Chronique Livre : LA LÉGENDE DE SANTIAGO de Boris Quercia sur Quatre Sans Quatre

Quatre Sans... Quatrième de couv...

Rien ne va plus pour Santiago Quiñones, flic à Santiago du Chili. Sa fiancée Marina ne l’aime plus, ses collègues policiers le méprisent, et il est rongé par la culpabilité depuis qu’il a aidé son beau-père, gravement malade, à mourir.

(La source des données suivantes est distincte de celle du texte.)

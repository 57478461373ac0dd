//! Engine configuration.
//!
//! Every field has a default matching the stock 12×12 dashboard, so an
//! empty JSON object is a valid config.

use crate::arrange::{AutoArranger, OverflowPolicy};
use crate::grid::GridModel;
use crate::placement::{DEFAULT_ORDER, PlacementSolver, PlacementStrategy};
use crate::swap::{DEFAULT_SWAP_THRESHOLD, SwapResolver};
use serde::{Deserialize, Serialize};
use thiserror::Error;

#[derive(Debug, Error)]
pub enum ConfigError {
    #[error("invalid engine config JSON: {0}")]
    Json(#[from] serde_json::Error),
    #[error("swapThreshold must be in (0, 1], got {0}")]
    SwapThreshold(f32),
    #[error("grid must have at least one column and row, got {columns}x{rows}")]
    GridSize { columns: i32, rows: i32 },
    #[error("widget size limits are inconsistent: {0}")]
    SizeLimits(String),
}

#[derive(Debug, Clone, PartialEq, Serialize, Deserialize)]
#[serde(rename_all = "camelCase", default)]
pub struct EngineConfig {
    pub grid: GridModel,
    /// Maximum relative footprint difference for a swap. Default: **0.5**.
    pub swap_threshold: f32,
    /// Placement heuristics, tried in order. `scan` is always appended.
    pub placement_order: Vec<PlacementStrategy>,
    /// Auto-arrange behaviour past the last row. Default: **hide**.
    pub overflow: OverflowPolicy,
}

impl Default for EngineConfig {
    fn default() -> Self {
        Self {
            grid: GridModel::default(),
            swap_threshold: DEFAULT_SWAP_THRESHOLD,
            placement_order: DEFAULT_ORDER.to_vec(),
            overflow: OverflowPolicy::default(),
        }
    }
}

impl EngineConfig {
    /// Decode and validate a JSON config.
    ///
    /// # Errors
    /// Returns [`ConfigError`] for malformed JSON or out-of-range values.
    pub fn from_json(json: &str) -> Result<Self, ConfigError> {
        let config: EngineConfig = serde_json::from_str(json)?;
        config.validate()?;
        Ok(config)
    }

    pub fn validate(&self) -> Result<(), ConfigError> {
        if !(self.swap_threshold > 0.0 && self.swap_threshold <= 1.0) {
            return Err(ConfigError::SwapThreshold(self.swap_threshold));
        }
        let g = &self.grid;
        if g.columns < 1 || g.rows < 1 {
            return Err(ConfigError::GridSize {
                columns: g.columns,
                rows: g.rows,
            });
        }
        if g.min_w < 1 || g.min_h < 1 || g.min_w > g.max_w || g.min_h > g.max_h {
            return Err(ConfigError::SizeLimits(format!(
                "w {}..={}, h {}..={}",
                g.min_w, g.max_w, g.min_h, g.max_h
            )));
        }
        if g.min_w > g.columns || g.min_h > g.rows {
            return Err(ConfigError::SizeLimits(format!(
                "minimum {}x{} does not fit a {}x{} grid",
                g.min_w, g.min_h, g.columns, g.rows
            )));
        }
        Ok(())
    }

    pub fn solver(&self) -> PlacementSolver {
        PlacementSolver::with_order(self.grid, &self.placement_order)
    }

    pub fn swapper(&self) -> SwapResolver {
        SwapResolver::new(self.swap_threshold)
    }

    pub fn arranger(&self) -> AutoArranger {
        AutoArranger::new(self.grid, self.overflow).with_solver(self.solver())
    }
}

#[cfg(test)]
mod tests {
    use super::*;

    #[test]
    fn empty_object_is_default() {
        let config = EngineConfig::from_json("{}").unwrap();
        assert_eq!(config, EngineConfig::default());
        assert_eq!(config.grid.columns, 12);
    }

    #[test]
    fn partial_config_overrides_fields() {
        let config = EngineConfig::from_json(
            r#"{"swapThreshold":0.25,"placementOrder":["belowLowest"],"overflow":"keep","grid":{"cellHeightPx":64}}"#,
        )
        .unwrap();
        assert_eq!(config.swap_threshold, 0.25);
        assert_eq!(config.overflow, OverflowPolicy::Keep);
        assert_eq!(config.grid.cell_height_px, 64.0);
        assert_eq!(config.grid.rows, 12);
        assert_eq!(
            config.solver().order(),
            &[PlacementStrategy::BelowLowest, PlacementStrategy::Scan]
        );
    }

    #[test]
    fn rejects_bad_threshold() {
        let err = EngineConfig::from_json(r#"{"swapThreshold":0}"#).unwrap_err();
        assert!(matches!(err, ConfigError::SwapThreshold(_)));
    }

    #[test]
    fn rejects_malformed_json() {
        let err = EngineConfig::from_json("{swapThreshold").unwrap_err();
        assert!(matches!(err, ConfigError::Json(_)));
    }

    #[test]
    fn rejects_inverted_size_limits() {
        let err = EngineConfig::from_json(r#"{"grid":{"minW":6,"maxW":4}}"#).unwrap_err();
        assert!(matches!(err, ConfigError::SizeLimits(_)));
    }
}
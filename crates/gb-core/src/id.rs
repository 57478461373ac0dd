use lasso::{Spur, ThreadedRodeo};
use serde::{Deserialize, Deserializer, Serialize, Serializer};
use std::cmp::Ordering;
use std::fmt;
use std::sync::LazyLock;

/// Global string interner for widget IDs.
static INTERNER: LazyLock<ThreadedRodeo> = LazyLock::new(ThreadedRodeo::default);

/// A lightweight, interned identifier for dashboard widgets.
/// Internally a 4-byte `Spur` index, so `Copy`, `Eq` and `Hash` are O(1).
///
/// `Ord` compares the resolved strings, not the interner keys, so sorting by
/// id is stable across sessions regardless of interning order.
#[derive(Clone, Copy, PartialEq, Eq, Hash)]
pub struct WidgetId(Spur);

impl WidgetId {
    /// Intern a string as a WidgetId, or return the existing one.
    pub fn intern(s: &str) -> Self {
        WidgetId(INTERNER.get_or_intern(s))
    }

    /// Resolve back to a string slice.
    pub fn as_str(&self) -> &str {
        INTERNER.resolve(&self.0)
    }

    /// Generate a unique ID with a prefix (e.g. `chart_3`), for palette
    /// drops that arrive without a stable id.
    pub fn with_prefix(prefix: &str) -> Self {
        use std::sync::atomic::{AtomicU64, Ordering};
        static COUNTER: AtomicU64 = AtomicU64::new(0);
        let n = COUNTER.fetch_add(1, Ordering::Relaxed);
        Self::intern(&format!("{prefix}_{n}"))
    }
}

impl PartialOrd for WidgetId {
    fn partial_cmp(&self, other: &Self) -> Option<Ordering> {
        Some(self.cmp(other))
    }
}

impl Ord for WidgetId {
    fn cmp(&self, other: &Self) -> Ordering {
        if self.0 == other.0 {
            return Ordering::Equal;
        }
        self.as_str().cmp(other.as_str())
    }
}

impl fmt::Debug for WidgetId {
    fn fmt(&self, f: &mut fmt::Formatter<'_>) -> fmt::Result {
        write!(f, "#{}", self.as_str())
    }
}

impl fmt::Display for WidgetId {
    fn fmt(&self, f: &mut fmt::Formatter<'_>) -> fmt::Result {
        f.write_str(self.as_str())
    }
}

impl Serialize for WidgetId {
    fn serialize<S: Serializer>(&self, serializer: S) -> Result<S::Ok, S::Error> {
        serializer.serialize_str(self.as_str())
    }
}

impl<'de> Deserialize<'de> for WidgetId {
    fn deserialize<D: Deserializer<'de>>(deserializer: D) -> Result<Self, D::Error> {
        let s = String::deserialize(deserializer)?;
        Ok(WidgetId::intern(&s))
    }
}
//! Drag payload wire format.
//!
//! The browser's drag-and-drop channel only carries strings, so the drag
//! source serializes the full widget record plus an `isDraggingExisting`
//! flag, and the drop target decodes it here:
//!
//! ```json
//! {"id":"sales","position":{"x":0,"y":0,"w":4,"h":2},"visible":true,
//!  "type":"chart","isDraggingExisting":false}
//! ```

use gb_core::grid::GridModel;
use gb_core::model::Widget;
use serde::{Deserialize, Serialize};
use thiserror::Error;

#[derive(Debug, Error)]
pub enum PayloadError {
    #[error("malformed drag payload: {0}")]
    Json(#[from] serde_json::Error),
    #[error("drag payload for `{id}` has invalid size {w}x{h}")]
    InvalidSize { id: String, w: i32, h: i32 },
}

#[derive(Debug, Clone, PartialEq, Serialize, Deserialize)]
#[serde(rename_all = "camelCase")]
pub struct DragPayload {
    #[serde(flatten)]
    pub widget: Widget,
    /// `true` when repositioning a tile already on the grid, `false` for a
    /// palette item.
    #[serde(default)]
    pub is_dragging_existing: bool,
}

impl DragPayload {
    pub fn new_widget(widget: Widget) -> Self {
        Self {
            widget,
            is_dragging_existing: false,
        }
    }

    pub fn existing(widget: Widget) -> Self {
        Self {
            widget,
            is_dragging_existing: true,
        }
    }

    /// Decode a payload and check its declared size against `grid`.
    ///
    /// # Errors
    /// Returns [`PayloadError`] for unparseable JSON, missing fields, or a
    /// size outside the widget limits.
    pub fn from_json(json: &str, grid: &GridModel) -> Result<Self, PayloadError> {
        let payload: DragPayload = serde_json::from_str(json)?;
        let p = payload.widget.position;
        if !grid.is_valid_size(p.w, p.h) {
            return Err(PayloadError::InvalidSize {
                id: payload.widget.id.as_str().to_string(),
                w: p.w,
                h: p.h,
            });
        }
        Ok(payload)
    }

    pub fn to_json(&self) -> String {
        serde_json::to_string(self).unwrap_or_else(|_| "{}".to_string())
    }
}
//! Grid geometry and the pixel → cell transform.
//!
//! The container rectangle is supplied fresh on every pointer event; nothing
//! here caches it, because the dashboard can reflow mid-drag.

use crate::model::{GridCell, GridRect};
use serde::{Deserialize, Serialize};

pub const COLUMNS: i32 = 12;
pub const ROWS: i32 = 12;
pub const CELL_HEIGHT_PX: f32 = 80.0;
pub const MIN_W: i32 = 2;
pub const MAX_W: i32 = 12;
pub const MIN_H: i32 = 1;
pub const MAX_H: i32 = 8;

/// Live bounding box of the grid container, in page pixels.
#[derive(Debug, Clone, Copy, PartialEq)]
pub struct ContainerRect {
    pub left: f32,
    pub top: f32,
    pub width: f32,
}

impl ContainerRect {
    pub const fn new(left: f32, top: f32, width: f32) -> Self {
        Self { left, top, width }
    }
}

/// Fixed grid geometry for one dashboard instance.
#[derive(Debug, Clone, Copy, PartialEq, Serialize, Deserialize)]
#[serde(rename_all = "camelCase", default)]
pub struct GridModel {
    pub columns: i32,
    pub rows: i32,
    pub cell_height_px: f32,
    pub min_w: i32,
    pub max_w: i32,
    pub min_h: i32,
    pub max_h: i32,
}

impl Default for GridModel {
    fn default() -> Self {
        Self {
            columns: COLUMNS,
            rows: ROWS,
            cell_height_px: CELL_HEIGHT_PX,
            min_w: MIN_W,
            max_w: MAX_W,
            min_h: MIN_H,
            max_h: MAX_H,
        }
    }
}

impl GridModel {
    /// Convert a pointer position to the grid cell beneath it, clamped into
    /// the grid.
    pub fn pixel_to_cell(&self, pointer_x: f32, pointer_y: f32, container: ContainerRect) -> GridCell {
        let cell_width = container.width / self.columns as f32;
        let gx = if cell_width > 0.0 && cell_width.is_finite() {
            ((pointer_x - container.left) / cell_width).floor()
        } else {
            0.0
        };
        let gy = if self.cell_height_px > 0.0 {
            ((pointer_y - container.top) / self.cell_height_px).floor()
        } else {
            0.0
        };
        // `as` saturates and maps NaN to 0, so the clamp below is total.
        GridCell::new(
            (gx as i32).clamp(0, self.columns - 1),
            (gy as i32).clamp(0, self.rows - 1),
        )
    }

    /// Whether `rect` lies entirely inside the grid.
    pub fn contains_rect(&self, rect: &GridRect) -> bool {
        rect.x >= 0
            && rect.y >= 0
            && rect.w > 0
            && rect.h > 0
            && rect.right() <= self.columns
            && rect.bottom() <= self.rows
    }

    /// Whether `(w, h)` is within the widget size limits.
    pub fn is_valid_size(&self, w: i32, h: i32) -> bool {
        (self.min_w..=self.max_w).contains(&w) && (self.min_h..=self.max_h).contains(&h)
    }

    /// Clamp a size into the widget size limits (and the grid itself).
    pub fn clamp_size(&self, w: i32, h: i32) -> (i32, i32) {
        (
            w.clamp(self.min_w, self.max_w.min(self.columns)),
            h.clamp(self.min_h, self.max_h.min(self.rows)),
        )
    }

    /// Place a `w × h` rectangle with its origin at `cell`, shifted back so
    /// it stays inside the grid.
    pub fn clamp_to_grid(&self, cell: GridCell, w: i32, h: i32) -> GridRect {
        let x = cell.x.clamp(0, (self.columns - w).max(0));
        let y = cell.y.clamp(0, (self.rows - h).max(0));
        GridRect::new(x, y, w, h)
    }

    /// Bounds invariant plus size limits.
    pub fn is_valid_rect(&self, rect: &GridRect) -> bool {
        self.contains_rect(rect) && self.is_valid_size(rect.w, rect.h)
    }
}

Aussi, quand il tombe sur le cadavre d’un trafiquant dans un resto chinois, son premier réflexe est d’empocher la demi-livre de cocaïne pure qu’il trouve également sur les lieux. Un coup de pouce bienvenu pour traverser cette mauvaise passe, d’autant qu’on vient de lui confier une enquête sensible sur des meurtres racistes… Mais ce faux pas ne va pas tarder à le rattraper.


L'extrait

« Il veut vraiment me dire quelque chose mais je ne comprends pas. Je m 'approche encore un peu, retenant ma respiration pour éviter les relents aigres de son haleine, perceptibles à deux mètres. J'écoute ses balbutiements et j'essaye de déchiffrer cette langue bizarre qu'il parle depuis son infarctus cérébral.
Il semble dire « Sauve-moi » ou « Porte-moi » et si je deviens paranoïaque, en fait, il pourrait dire « Tue-moi ». Je me rassois, impossible de déchiffrer ce qu'il dit. Il continue à me regarder avec ses yeux exorbités, approche un doigt de sa gorge et le passe sur sa pomme d'Adam. Il le fait plusieurs fois de suite. Est-ce qu'il me demande de l'égorger ?
« Ça va, don Armando ? »
Je me rends compte tout de suite que ma question est stupide. Il ferme les yeux comme si l'effort de communication l'avait épuisé. Puis il ne bouge plus. Moi, je ne respire même pas. L'espace d'une seconde, j'ai l'impression qu'il est mort. Mais il rouvre les yeux avec ce même regard désespéré. Alors pour la première fois, je me dis que ce n'est pas par la force de sa volonté que le monsieur continue à vivre, mais que c'est plutôt un châtiment. Qui voudrait d'une existence pareille ? Peut-être que ce qu'il veut, c'est mourir, et que son état est une sorte de torture pour lui. Une énorme larme commence à se former dans un de ses yeux, comme pour me donner raison. Il approche son doigt de son oreille et la tapote plusieurs fois de suite. Je me rapproche de lui, sans respirer, et il me parle encore dans sa langue de moribond.
Il me demande vraiment de le tuer ? » (p. 10-11)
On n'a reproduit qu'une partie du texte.